> [The task] Please find every line in the records below that contains the word "PlayerInteractor", and copy it.
*** Begin section ***
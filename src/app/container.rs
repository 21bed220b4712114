use std::sync::Arc;

use crate::app::{player_interactor::PlayerInteractor, playlist_interactor::PlaylistInteractor};
use crate::config_initialization::Settings;

pub trait AppContainer: Send + Sync {
    fn playlist_interactor(&self) -> Arc<PlaylistInteractor>;
    fn player_interactor(&self) -> Arc<PlayerInteractor>;
    fn settings(&self) -> &Settings;
}

pub struct DefaultAppContainer {
    playlist_interactor: Arc<PlaylistInteractor>,
    player_interactor: Arc<PlayerInteractor>,
    settings: Settings,
}

impl DefaultAppContainer {
    /// Wire the interactors from resolved settings
    pub fn new(settings: Settings) -> Self {
        let playlist_interactor = Arc::new(PlaylistInteractor::new(settings.watch_base_url.clone()));
        let player_interactor = Arc::new(PlayerInteractor::new(settings.player_settings()));

        Self {
            playlist_interactor,
            player_interactor,
            settings,
        }
    }
}

impl AppContainer for DefaultAppContainer {
    fn playlist_interactor(&self) -> Arc<PlaylistInteractor> {
        Arc::clone(&self.playlist_interactor)
    }

    fn player_interactor(&self) -> Arc<PlayerInteractor> {
        Arc::clone(&self.player_interactor)
    }

    fn settings(&self) -> &Settings {
        &self.settings
    }
}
*** End section ***
> [Output of the task]
use crate::app::{player_interactor::PlayerInteractor, playlist_interactor::PlaylistInteractor};
    fn player_interactor(&self) -> Arc<PlayerInteractor>;
    player_interactor: Arc<PlayerInteractor>,
        let player_interactor = Arc::new(PlayerInteractor::new(settings.player_settings()));
    fn player_interactor(&self) -> Arc<PlayerInteractor> {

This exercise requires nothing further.